Het is onvoorstelbaar geworden de Negende als subliem af te schilderen en tegelijkertijd te weten dat een groot deel van de wereld niet weet waar je het over hebt. De radio, de grammofoonplaat en zijn opvolgers, de televisie, Youtube - wie de Negende niet kent wil haar niet kennnen of heeft geen van deze media ooit tot zich laten komen. De sublieme compositie is zozeer verzonken cultuurgoed geworden dat zij onzinnig heen en weer jojoot in een al even onzinnige lijst van top-zoveel-Klassieken-Aller Tijden.
Samen met de Mondscheinsonate, ongetwijfeld. Volgens Felix Ortt subliem en onsterfelijk - en hij schreef dit vermoedelijk zonder het citaat van Bakoenin te kennen. Maar zo'n honderd jaar na Bakoenin was het verschil dat Ortt bij het lezende publiek kon veronderstellen dat het de sonate kende, niet per se uit de concertzaal maar van de radio, de plaat, een film wellicht of misschien zelfs al de televisie. De Mondscheinsonate was het tijdperk van de reproduceerbaarheid van het kunstwerk binnengetreden. Ortt heeft het niet meer meegemaakt, maar mensen die alleen naar popmuziek luisteren zouden Past, present and future van de Shangri-Las kunnen kennen, en daarmee een deel van de Mondscheinsonate.
En waarbij wij het rijk van de kitsch binnentreden of in ieder geval voor de poort ervan staan.

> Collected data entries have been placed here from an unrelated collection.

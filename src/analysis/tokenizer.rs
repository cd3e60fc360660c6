use unicode_segmentation::UnicodeSegmentation;

use crate::analysis::token::Token;

pub trait Tokenizer: Send + Sync {
    fn tokenize(&self, text: &str) -> Vec<Token>;

    fn name(&self) -> &str;
}

/// Unicode word boundaries (UAX #29). Punctuation and whitespace are dropped.
#[derive(Debug, Clone)]
pub struct StandardTokenizer {
    pub lowercase: bool,
    pub max_token_length: usize,
}

impl Default for StandardTokenizer {
    fn default() -> Self {
        StandardTokenizer {
            lowercase: true,
            max_token_length: 255,
        }
    }
}

impl Tokenizer for StandardTokenizer {
    fn tokenize(&self, text: &str) -> Vec<Token> {
        let mut tokens = Vec::new();
        let mut position = 0u32;
        for (offset, word) in text.unicode_word_indices() {
            // Overlong words are skipped without consuming a position
            if word.len() > self.max_token_length {
                continue;
            }
            let token_text = if self.lowercase {
                word.to_lowercase()
            } else {
                word.to_string()
            };
            tokens.push(Token::new(token_text, position, offset, word.len()));
            position += 1;
        }
        tokens
    }

    fn name(&self) -> &str {
        "standard"
    }
}

/// Splits on whitespace only; keeps case and punctuation.
#[derive(Debug, Clone, Default)]
pub struct WhitespaceTokenizer;

impl Tokenizer for WhitespaceTokenizer {
    fn tokenize(&self, text: &str) -> Vec<Token> {
        let mut tokens = Vec::new();
        let mut start = None;
        for (i, c) in text.char_indices() {
            match (c.is_whitespace(), start) {
                (true, Some(s)) => {
                    tokens.push(Token::new(text[s..i].to_string(), tokens.len() as u32, s, i - s));
                    start = None;
                }
                (false, None) => start = Some(i),
                _ => {}
            }
        }
        if let Some(s) = start {
            tokens.push(Token::new(text[s..].to_string(), tokens.len() as u32, s, text.len() - s));
        }
        tokens
    }

    fn name(&self) -> &str {
        "whitespace"
    }
}

#[cfg(test)]
mod tests {
    use super::*;

    #[test]
    fn standard_tracks_offsets_across_punctuation() {
        let tokens = StandardTokenizer::default().tokenize("Hello, World! It's 42.");
        let texts: Vec<&str> = tokens.iter().map(|t| t.text.as_str()).collect();
        assert_eq!(texts, vec!["hello", "world", "it's", "42"]);
        assert_eq!(tokens[1].offset, 7);
        assert_eq!(tokens[1].length, 5);
        assert_eq!(tokens[3].position, 3);
    }

    #[test]
    fn whitespace_keeps_everything_else() {
        let tokens = WhitespaceTokenizer.tokenize("  a-b  C\td ");
        let texts: Vec<&str> = tokens.iter().map(|t| t.text.as_str()).collect();
        assert_eq!(texts, vec!["a-b", "C", "d"]);
        assert_eq!(tokens[0].offset, 2);
        assert_eq!(tokens[2].position, 2);
    }
}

Voorbij de poort is bijvoorbeeld de Dianacultus (Diana Spencer, voor de zekerheid, ik denk dat de godinnenaam geen rol speelde). Hoezeer de cultus alweer verleden tijd is drong tot mij door toen ik laatst televisiebeelden zag van een uitzinnig huilende menigte bij haar uitvaart. Zij zakt wel degelijk weg in vergetelheid, en Pim Fortuijn is hard op weg ook die kant op te gaan - de zesde mei wordt nauwelijks meer herdacht. De vraag blijft wat kitsch is en wat niet aan de breed uitgemeten door "de media" gestimuleerde verdrietsuitbarstingen.
Zowel Diana als Fortuijn zijn tragisch omgekomen. Die tragiek wordt herkend. Maar hoe persoonlijk is die herkenning op deze wijze?

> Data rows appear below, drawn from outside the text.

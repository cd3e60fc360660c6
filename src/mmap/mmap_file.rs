use memmap2::{Mmap, MmapOptions};
use std::fs::File;
use std::path::Path;
use crate::core::error::Result;

/// Memory-mapped file for zero-copy reads
pub struct MmapFile {
    pub mmap: Option<Mmap>,
    pub len: usize,
}

impl MmapFile {
    pub fn open_read_only<P: AsRef<Path>>(path: P) -> Result<Self> {
        let file = File::open(&path)?;
        let metadata = file.metadata()?;
        let len = metadata.len() as usize;

        // Zero-length mappings are rejected by some platforms
        if len == 0 {
            return Ok(MmapFile { mmap: None, len });
        }

        let mmap = unsafe { MmapOptions::new().len(len).map(&file)? };

        Ok(MmapFile { mmap: Some(mmap), len })
    }

    pub fn data(&self) -> &[u8] {
        match &self.mmap {
            Some(mmap) => &mmap[..],
            None => &[],
        }
    }
}

impl AsRef<[u8]> for MmapFile {
    fn as_ref(&self) -> &[u8] {
        self.data()
    }
}
//! Per-search state of a query: idf and normalized weights computed once
//! against the whole index, then turned into a scorer for every segment.

use std::sync::Arc;

use crate::core::error::{Error, Result};
use crate::index::iterator::TermPositions;
use crate::index::multi_term::MultiTermPositions;
use crate::index::term::Term;
use crate::query::ast::{BoolQuery, MultiPhraseQuery, Occur, PhraseQuery, Query, SpanQuery, TermQuery};
use crate::scoring::boolean_scorer::{BooleanScorer, MAX_CLAUSES};
use crate::scoring::conjunction::ConjunctionScorer;
use crate::scoring::phrase_scorer::{PhraseMatcher, PhraseScorer};
use crate::scoring::scorer::Scorer;
use crate::scoring::similarity::Similarity;
use crate::scoring::spans::{NearSpans, SpanScorer, Spans, TermSpans};
use crate::scoring::term_scorer::TermScorer;
use crate::search::searcher::IndexSearcher;
use crate::storage::segment_reader::SegmentReader;

pub trait Weight {
    /// Weight after normalization; scorers multiply raw term statistics by it.
    fn value(&self) -> f32;

    fn sum_of_squared_weights(&mut self) -> f32;

    fn normalize(&mut self, norm: f32);

    /// Scorer over one segment; `None` when the segment cannot match.
    fn scorer(&self, reader: &SegmentReader) -> Result<Option<Box<dyn Scorer>>>;
}

/// Builds the weight of an already rewritten query.
pub fn create_weight(query: &Query, searcher: &IndexSearcher) -> Result<Box<dyn Weight>> {
    let weight: Box<dyn Weight> = match query {
        Query::Term(q) => Box::new(TermWeight::new(q, searcher)?),
        Query::Bool(q) => Box::new(BooleanWeight::new(q, searcher)?),
        Query::Phrase(q) => Box::new(PhraseWeight::new(q, searcher)?),
        Query::MultiPhrase(q) => Box::new(MultiPhraseWeight::new(q, searcher)?),
        Query::Span(q) => Box::new(SpanWeight::new(q, searcher)?),
        Query::Prefix(_) | Query::Wildcard(_) | Query::Fuzzy(_) => {
            return Err(Error::invalid_argument(format!(
                "query {} must be rewritten before it is weighted",
                query
            )));
        }
    };
    Ok(weight)
}

/// Shared idf bookkeeping of the single-valued weights.
#[derive(Debug, Clone, Copy)]
struct Normalized {
    boost: f32,
    idf: f32,
    query_weight: f32,
    value: f32,
}

impl Normalized {
    fn new(boost: f32, idf: f32) -> Self {
        Normalized {
            boost,
            idf,
            query_weight: 0.0,
            value: 0.0,
        }
    }

    fn sum_of_squared_weights(&mut self) -> f32 {
        self.query_weight = self.idf * self.boost;
        self.query_weight * self.query_weight
    }

    fn normalize(&mut self, norm: f32) {
        self.query_weight *= norm;
        self.value = self.query_weight * self.idf;
    }
}

fn summed_idf(terms: &[Term], searcher: &IndexSearcher) -> Result<f32> {
    let similarity = searcher.similarity();
    let mut idf = 0.0;
    for term in terms {
        idf += similarity.idf(searcher.doc_freq(term)?, searcher.max_doc());
    }
    Ok(idf)
}

pub struct TermWeight {
    term: Term,
    similarity: Arc<dyn Similarity>,
    weight: Normalized,
}

impl TermWeight {
    fn new(query: &TermQuery, searcher: &IndexSearcher) -> Result<Self> {
        let term = query.term();
        let idf = summed_idf(std::slice::from_ref(&term), searcher)?;
        Ok(TermWeight {
            term,
            similarity: Arc::clone(searcher.similarity()),
            weight: Normalized::new(query.boost.unwrap_or(1.0), idf),
        })
    }
}

impl Weight for TermWeight {
    fn value(&self) -> f32 {
        self.weight.value
    }

    fn sum_of_squared_weights(&mut self) -> f32 {
        self.weight.sum_of_squared_weights()
    }

    fn normalize(&mut self, norm: f32) {
        self.weight.normalize(norm);
    }

    fn scorer(&self, reader: &SegmentReader) -> Result<Option<Box<dyn Scorer>>> {
        let Some(info) = reader.term_info(&self.term)? else {
            return Ok(None);
        };
        let mut postings = reader.term_docs_reader();
        postings.seek(Some(info))?;
        Ok(Some(Box::new(TermScorer::new(
            postings,
            reader.scoring_norms(&self.term.field),
            self.weight.value,
            Arc::clone(&self.similarity),
        ))))
    }
}

struct WeightedClause {
    weight: Box<dyn Weight>,
    occur: Occur,
    nested_bool: bool,
}

pub struct BooleanWeight {
    clauses: Vec<WeightedClause>,
    boost: f32,
    similarity: Arc<dyn Similarity>,
}

impl BooleanWeight {
    fn new(query: &BoolQuery, searcher: &IndexSearcher) -> Result<Self> {
        if query.clauses.len() > searcher.max_clause_count() {
            return Err(Error::invalid_argument(format!(
                "boolean query has {} clauses, more than the limit of {}",
                query.clauses.len(),
                searcher.max_clause_count()
            )));
        }
        let clauses = query
            .clauses
            .iter()
            .map(|c| {
                Ok(WeightedClause {
                    weight: create_weight(&c.query, searcher)?,
                    occur: c.occur,
                    nested_bool: matches!(c.query, Query::Bool(_)),
                })
            })
            .collect::<Result<_>>()?;
        let weight = BooleanWeight {
            clauses,
            boost: query.boost.unwrap_or(1.0),
            similarity: Arc::clone(searcher.similarity()),
        };
        if !weight.all_required() && weight.clauses.len() > MAX_CLAUSES {
            return Err(Error::invalid_argument(format!(
                "boolean group has {} clauses, a mixed group holds at most {}",
                weight.clauses.len(),
                MAX_CLAUSES
            )));
        }
        Ok(weight)
    }

    fn all_required(&self) -> bool {
        !self.clauses.is_empty() && self.clauses.iter().all(|c| c.occur == Occur::Must && !c.nested_bool)
    }
}

impl Weight for BooleanWeight {
    fn value(&self) -> f32 {
        self.boost
    }

    fn sum_of_squared_weights(&mut self) -> f32 {
        let mut sum = 0.0;
        for clause in self.clauses.iter_mut() {
            if clause.occur != Occur::MustNot {
                sum += clause.weight.sum_of_squared_weights();
            }
        }
        sum * self.boost * self.boost
    }

    fn normalize(&mut self, norm: f32) {
        let norm = norm * self.boost;
        for clause in self.clauses.iter_mut() {
            clause.weight.normalize(norm);
        }
    }

    fn scorer(&self, reader: &SegmentReader) -> Result<Option<Box<dyn Scorer>>> {
        if self.all_required() {
            let mut scorers = Vec::with_capacity(self.clauses.len());
            for clause in &self.clauses {
                match clause.weight.scorer(reader)? {
                    Some(scorer) => scorers.push(scorer),
                    None => return Ok(None),
                }
            }
            return Ok(Some(Box::new(ConjunctionScorer::new(scorers, self.similarity.as_ref()))));
        }

        let mut scorer = BooleanScorer::new(Arc::clone(&self.similarity));
        for clause in &self.clauses {
            match clause.weight.scorer(reader)? {
                Some(sub) => scorer.add(sub, clause.occur == Occur::Must, clause.occur == Occur::MustNot)?,
                None if clause.occur == Occur::Must => return Ok(None),
                None => scorer.add_absent(clause.occur == Occur::MustNot),
            }
        }
        Ok(Some(Box::new(scorer)))
    }
}

pub struct PhraseWeight {
    field: String,
    terms: Vec<Term>,
    positions: Vec<u32>,
    slop: u32,
    similarity: Arc<dyn Similarity>,
    weight: Normalized,
}

impl PhraseWeight {
    fn new(query: &PhraseQuery, searcher: &IndexSearcher) -> Result<Self> {
        if query.terms.len() != query.positions.len() {
            return Err(Error::invalid_argument("phrase terms and positions differ in length"));
        }
        let terms = query.terms();
        let idf = summed_idf(&terms, searcher)?;
        Ok(PhraseWeight {
            field: query.field.clone(),
            terms,
            positions: query.positions.clone(),
            slop: query.slop,
            similarity: Arc::clone(searcher.similarity()),
            weight: Normalized::new(query.boost.unwrap_or(1.0), idf),
        })
    }
}

fn matcher(slop: u32) -> PhraseMatcher {
    if slop == 0 {
        PhraseMatcher::Exact
    } else {
        PhraseMatcher::Sloppy { slop }
    }
}

impl Weight for PhraseWeight {
    fn value(&self) -> f32 {
        self.weight.value
    }

    fn sum_of_squared_weights(&mut self) -> f32 {
        self.weight.sum_of_squared_weights()
    }

    fn normalize(&mut self, norm: f32) {
        self.weight.normalize(norm);
    }

    fn scorer(&self, reader: &SegmentReader) -> Result<Option<Box<dyn Scorer>>> {
        if self.terms.is_empty() {
            return Ok(None);
        }
        let mut postings: Vec<(Box<dyn TermPositions>, u32)> = Vec::with_capacity(self.terms.len());
        for (term, &position) in self.terms.iter().zip(&self.positions) {
            let Some(info) = reader.term_info(term)? else {
                return Ok(None);
            };
            let mut positions = reader.term_positions_reader();
            positions.seek(Some(info))?;
            postings.push((Box::new(positions), position));
        }
        Ok(Some(Box::new(PhraseScorer::new(
            postings,
            matcher(self.slop),
            Arc::clone(&self.similarity),
            self.weight.value,
            reader.scoring_norms(&self.field),
        ))))
    }
}

pub struct MultiPhraseWeight {
    field: String,
    groups: Vec<Vec<Term>>,
    positions: Vec<u32>,
    slop: u32,
    similarity: Arc<dyn Similarity>,
    weight: Normalized,
}

impl MultiPhraseWeight {
    fn new(query: &MultiPhraseQuery, searcher: &IndexSearcher) -> Result<Self> {
        if query.terms.len() != query.positions.len() {
            return Err(Error::invalid_argument("phrase terms and positions differ in length"));
        }
        let groups = query.term_groups();
        let all: Vec<Term> = groups.iter().flatten().cloned().collect();
        let idf = summed_idf(&all, searcher)?;
        Ok(MultiPhraseWeight {
            field: query.field.clone(),
            groups,
            positions: query.positions.clone(),
            slop: query.slop,
            similarity: Arc::clone(searcher.similarity()),
            weight: Normalized::new(query.boost.unwrap_or(1.0), idf),
        })
    }
}

impl Weight for MultiPhraseWeight {
    fn value(&self) -> f32 {
        self.weight.value
    }

    fn sum_of_squared_weights(&mut self) -> f32 {
        self.weight.sum_of_squared_weights()
    }

    fn normalize(&mut self, norm: f32) {
        self.weight.normalize(norm);
    }

    fn scorer(&self, reader: &SegmentReader) -> Result<Option<Box<dyn Scorer>>> {
        if self.groups.is_empty() {
            return Ok(None);
        }
        let mut postings: Vec<(Box<dyn TermPositions>, u32)> = Vec::with_capacity(self.groups.len());
        for (group, &position) in self.groups.iter().zip(&self.positions) {
            let mut present = false;
            for term in group {
                present |= reader.term_info(term)?.is_some();
            }
            if !present {
                return Ok(None);
            }
            let positions: Box<dyn TermPositions> = match group.as_slice() {
                [term] => Box::new(reader.term_positions(term)?),
                terms => Box::new(MultiTermPositions::new(reader, terms)?),
            };
            postings.push((positions, position));
        }
        Ok(Some(Box::new(PhraseScorer::new(
            postings,
            matcher(self.slop),
            Arc::clone(&self.similarity),
            self.weight.value,
            reader.scoring_norms(&self.field),
        ))))
    }
}

pub struct SpanWeight {
    query: SpanQuery,
    field: String,
    similarity: Arc<dyn Similarity>,
    weight: Normalized,
}

impl SpanWeight {
    fn new(query: &SpanQuery, searcher: &IndexSearcher) -> Result<Self> {
        let field = query
            .field()
            .ok_or_else(|| Error::invalid_argument("span query without clauses"))?
            .to_string();
        let terms = query.terms();
        if let Some(other) = terms.iter().find(|t| t.field != field) {
            return Err(Error::invalid_argument(format!(
                "span clauses must share field {}, found {}",
                field, other.field
            )));
        }
        let idf = summed_idf(&terms, searcher)?;
        let boost = match query {
            SpanQuery::Term(q) => q.boost,
            SpanQuery::Near(q) => q.boost,
        };
        Ok(SpanWeight {
            query: query.clone(),
            field,
            similarity: Arc::clone(searcher.similarity()),
            weight: Normalized::new(boost.unwrap_or(1.0), idf),
        })
    }
}

/// Spans of `query` over one segment.
pub fn spans(query: &SpanQuery, reader: &SegmentReader) -> Result<Box<dyn Spans>> {
    match query {
        SpanQuery::Term(q) => {
            let positions: Box<dyn TermPositions> = Box::new(reader.term_positions(&Term::new(&q.field, &q.value))?);
            Ok(Box::new(TermSpans::new(positions)))
        }
        SpanQuery::Near(q) => {
            let clauses = q
                .clauses
                .iter()
                .map(|c| spans(c, reader))
                .collect::<Result<Vec<_>>>()?;
            Ok(Box::new(NearSpans::new(clauses, q.slop, q.in_order)))
        }
    }
}

impl Weight for SpanWeight {
    fn value(&self) -> f32 {
        self.weight.value
    }

    fn sum_of_squared_weights(&mut self) -> f32 {
        self.weight.sum_of_squared_weights()
    }

    fn normalize(&mut self, norm: f32) {
        self.weight.normalize(norm);
    }

    fn scorer(&self, reader: &SegmentReader) -> Result<Option<Box<dyn Scorer>>> {
        Ok(Some(Box::new(SpanScorer::new(
            spans(&self.query, reader)?,
            Arc::clone(&self.similarity),
            self.weight.value,
            reader.scoring_norms(&self.field),
        ))))
    }
}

Ik blijf worstelen met de vraag hoe een maatschappij die draait om geweld en oorlog tegelijkertijd publieke of persoonlijke tragiek zo kan uitventen en verkitschen. Komt het doordat de gewelddadigheid en de oorlog die namen niet mogen dragen? De goedkope kleding, gemaakt in Haïti, Honduras, Cambodja en bovenal China - dat dit lagelonenlanden zijn bij de gratie van dictatuur, onderdrukking, massamoord? Het televisiejournaal laat "onze jongens" zien die over een lege vlakte een kanon afschieten, of raketten afvuren. Daar ergens in de leegte "is de Taliban". Wie of wat dat is of zijn wordt niet uitgelegd. Het is gepast er op te schieten. De leegte is gevuld met beschietwaardigen die men niet te zien krijgt. Eigenlijk al veelzeggend.
In die context kan persoonlijk verdriet openbare sentimentaliteit, kitsch worden. Een lege ruimte gevuld met snikken om het Schatje. Wat is liefdesverdriet toch klote.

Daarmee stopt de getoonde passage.